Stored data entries
//! CSS Rule Serializer
//!
//! ```text
//! '\.box, \.panel' = {
//!     'color' = 'red',
//!     'margin' = '0 auto'
//! }
//! ```
//!
//! Keyframe blocks nest one level deeper, each keyframe encoded like a plain
//! rule keyed by its keyframe selectors.

use crate::dialect::Dialect;
use crate::error::{NotationError, Result};
use crate::ir::{Declaration, KeyframesBlock, Stylesheet, StyleRule};
use crate::scalar::ScalarEncoder;

pub fn serialize_rule(rule: &StyleRule, dialect: &Dialect) -> Result<String> {
    CssSerializer::new(dialect).serialize_rule(rule, 0)
}

/// All rules of a stylesheet, comma-separated, one per line.
pub fn serialize_stylesheet(sheet: &Stylesheet, dialect: &Dialect) -> Result<String> {
    let serializer = CssSerializer::new(dialect);
    let rules = sheet
        .rules
        .iter()
        .map(|rule| serializer.serialize_rule(rule, 0))
        .collect::<Result<Vec<_>>>()?;
    Ok(rules.join(",\n"))
}

pub struct CssSerializer<'d> {
    encoder: ScalarEncoder<'d>,
}

impl<'d> CssSerializer<'d> {
    pub fn new(dialect: &'d Dialect) -> Self {
        Self {
            encoder: ScalarEncoder::new(dialect),
        }
    }

    pub fn serialize_rule(&self, rule: &StyleRule, depth: usize) -> Result<String> {
        match rule {
            StyleRule::Plain(plain) => {
                self.declaration_block(&plain.selectors, &plain.declarations, depth)
            }
            StyleRule::Keyframes(block) => self.keyframes(block, depth),
        }
    }

    fn keyframes(&self, block: &KeyframesBlock, depth: usize) -> Result<String> {
        self.check_depth(depth)?;
        let dialect = self.encoder.dialect();
        let key = self.selector_key(&format!("@keyframes {}", block.name));

        let frames = block
            .keyframes
            .iter()
            .map(|frame| {
                let body =
                    self.declaration_block(&frame.selectors, &frame.declarations, depth + 1)?;
                Ok(format!("{}{}", dialect.indent.at(depth + 1), body))
            })
            .collect::<Result<Vec<_>>>()?;

        Ok(self.block(&key, frames, depth))
    }

    /// `'<selectors>' = { '<property>' = '<value>', ... }`
    fn declaration_block(
        &self,
        selectors: &[String],
        declarations: &[Declaration],
        depth: usize,
    ) -> Result<String> {
        self.check_depth(depth)?;
        let dialect = self.encoder.dialect();
        let key = self.selector_key(&selectors.join(", "));
        let inner = dialect.indent.at(depth + 1);

        let lines = declarations
            .iter()
            .map(|decl| {
                let value = self.encoder.string(&decl.value);
                format!("{}{}", inner, self.encoder.entry(&decl.property, &value))
            })
            .collect();

        Ok(self.block(&key, lines, depth))
    }

    fn block(&self, key: &str, lines: Vec<String>, depth: usize) -> String {
        let dialect = self.encoder.dialect();
        let body = if lines.is_empty() {
            "{}".to_string()
        } else {
            format!("{{\n{}\n{}}}", lines.join(",\n"), dialect.indent.at(depth))
        };
        format!("{}{}{}", key, dialect.separator.as_str(), body)
    }

    /// Quote selector text, escaping `.` when the dialect asks for it. String
    /// escaping runs first so the inserted backslashes survive.
    fn selector_key(&self, selector: &str) -> String {
        let dialect = self.encoder.dialect();
        let escaped = self.encoder.escape(selector);
        let body = if dialect.escape_selector_dots {
            escaped.replace('.', "\\.")
        } else {
            escaped.into_owned()
        };
        let quote = dialect.quote.char();
        format!("{}{}{}", quote, body, quote)
    }

    fn check_depth(&self, depth: usize) -> Result<()> {
        let limit = self.encoder.dialect().max_depth;
        if depth >= limit {
            return Err(NotationError::DepthExceeded { limit });
        }
        Ok(())
    }
}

**EXERCISE DESCRIPTION:** Precisely as given, transcribe all of the entries above.

**RESPONSE:**
//! CSS Rule Serializer
//!
//! ```text
//! '\.box, \.panel' = {
//!     'color' = 'red',
//!     'margin' = '0 auto'
//! }
//! ```
//!
//! Keyframe blocks nest one level deeper, each keyframe encoded like a plain
//! rule keyed by its keyframe selectors.

use crate::dialect::Dialect;
use crate::error::{NotationError, Result};
use crate::ir::{Declaration, KeyframesBlock, Stylesheet, StyleRule};
use crate::scalar::ScalarEncoder;

pub fn serialize_rule(rule: &StyleRule, dialect: &Dialect) -> Result<String> {
    CssSerializer::new(dialect).serialize_rule(rule, 0)
}

/// All rules of a stylesheet, comma-separated, one per line.
pub fn serialize_stylesheet(sheet: &Stylesheet, dialect: &Dialect) -> Result<String> {
    let serializer = CssSerializer::new(dialect);
    let rules = sheet
        .rules
        .iter()
        .map(|rule| serializer.serialize_rule(rule, 0))
        .collect::<Result<Vec<_>>>()?;
    Ok(rules.join(",\n"))
}

pub struct CssSerializer<'d> {
    encoder: ScalarEncoder<'d>,
}

impl<'d> CssSerializer<'d> {
    pub fn new(dialect: &'d Dialect) -> Self {
        Self {
            encoder: ScalarEncoder::new(dialect),
        }
    }

    pub fn serialize_rule(&self, rule: &StyleRule, depth: usize) -> Result<String> {
        match rule {
            StyleRule::Plain(plain) => {
                self.declaration_block(&plain.selectors, &plain.declarations, depth)
            }
            StyleRule::Keyframes(block) => self.keyframes(block, depth),
        }
    }

    fn keyframes(&self, block: &KeyframesBlock, depth: usize) -> Result<String> {
        self.check_depth(depth)?;
        let dialect = self.encoder.dialect();
        let key = self.selector_key(&format!("@keyframes {}", block.name));

        let frames = block
            .keyframes
            .iter()
            .map(|frame| {
                let body =
                    self.declaration_block(&frame.selectors, &frame.declarations, depth + 1)?;
                Ok(format!("{}{}", dialect.indent.at(depth + 1), body))
            })
            .collect::<Result<Vec<_>>>()?;

        Ok(self.block(&key, frames, depth))
    }

    /// `'<selectors>' = { '<property>' = '<value>', ... }`
    fn declaration_block(
        &self,
        selectors: &[String],
        declarations: &[Declaration],
        depth: usize,
    ) -> Result<String> {
        self.check_depth(depth)?;
        let dialect = self.encoder.dialect();
        let key = self.selector_key(&selectors.join(", "));
        let inner = dialect.indent.at(depth + 1);

        let lines = declarations
            .iter()
            .map(|decl| {
                let value = self.encoder.string(&decl.value);
                format!("{}{}", inner, self.encoder.entry(&decl.property, &value))
            })
            .collect();

        Ok(self.block(&key, lines, depth))
    }

    fn block(&self, key: &str, lines: Vec<String>, depth: usize) -> String {
        let dialect = self.encoder.dialect();
        let body = if lines.is_empty() {
            "{}".to_string()
        } else {
            format!("{{\n{}\n{}}}", lines.join(",\n"), dialect.indent.at(depth))
        };
        format!("{}{}{}", key, dialect.separator.as_str(), body)
    }

    /// Quote selector text, escaping `.` when the dialect asks for it. String
    /// escaping runs first so the inserted backslashes survive.
    fn selector_key(&self, selector: &str) -> String {
        let dialect = self.encoder.dialect();
        let escaped = self.encoder.escape(selector);
        let body = if dialect.escape_selector_dots {
            escaped.replace('.', "\\.")
        } else {
            escaped.into_owned()
        };
        let quote = dialect.quote.char();
        format!("{}{}{}", quote, body, quote)
    }

    fn check_depth(&self, depth: usize) -> Result<()> {
        let limit = self.encoder.dialect().max_depth;
        if depth >= limit {
            return Err(NotationError::DepthExceeded { limit });
        }
        Ok(())
    }
}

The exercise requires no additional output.